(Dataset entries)
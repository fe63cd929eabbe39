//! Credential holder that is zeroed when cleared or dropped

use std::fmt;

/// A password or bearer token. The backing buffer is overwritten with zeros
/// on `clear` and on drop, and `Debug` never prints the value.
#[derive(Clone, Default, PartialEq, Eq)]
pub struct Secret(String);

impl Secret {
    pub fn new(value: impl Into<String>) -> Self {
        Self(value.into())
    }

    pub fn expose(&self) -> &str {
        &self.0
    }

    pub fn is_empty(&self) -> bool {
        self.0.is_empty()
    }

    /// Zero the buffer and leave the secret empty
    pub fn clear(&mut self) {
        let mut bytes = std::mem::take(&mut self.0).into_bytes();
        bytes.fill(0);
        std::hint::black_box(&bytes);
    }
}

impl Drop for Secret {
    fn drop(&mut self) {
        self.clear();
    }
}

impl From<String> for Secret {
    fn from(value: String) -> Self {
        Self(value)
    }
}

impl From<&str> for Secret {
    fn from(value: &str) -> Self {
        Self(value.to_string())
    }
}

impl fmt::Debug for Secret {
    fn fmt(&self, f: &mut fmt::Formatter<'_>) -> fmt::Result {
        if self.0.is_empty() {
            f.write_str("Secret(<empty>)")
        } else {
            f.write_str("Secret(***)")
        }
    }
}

**Work task**: The task here is to output the line with "cleared or dropped" and all lines after it to the end of the records above, exactly and only those.

**Final answer**:
//! Credential holder that is zeroed when cleared or dropped

use std::fmt;

/// A password or bearer token. The backing buffer is overwritten with zeros
/// on `clear` and on drop, and `Debug` never prints the value.
#[derive(Clone, Default, PartialEq, Eq)]
pub struct Secret(String);

impl Secret {
    pub fn new(value: impl Into<String>) -> Self {
        Self(value.into())
    }

    pub fn expose(&self) -> &str {
        &self.0
    }

    pub fn is_empty(&self) -> bool {
        self.0.is_empty()
    }

    /// Zero the buffer and leave the secret empty
    pub fn clear(&mut self) {
        let mut bytes = std::mem::take(&mut self.0).into_bytes();
        bytes.fill(0);
        std::hint::black_box(&bytes);
    }
}

impl Drop for Secret {
    fn drop(&mut self) {
        self.clear();
    }
}

impl From<String> for Secret {
    fn from(value: String) -> Self {
        Self(value)
    }
}

impl From<&str> for Secret {
    fn from(value: &str) -> Self {
        Self(value.to_string())
    }
}

impl fmt::Debug for Secret {
    fn fmt(&self, f: &mut fmt::Formatter<'_>) -> fmt::Result {
        if self.0.is_empty() {
            f.write_str("Secret(<empty>)")
        } else {
            f.write_str("Secret(***)")
        }
    }
}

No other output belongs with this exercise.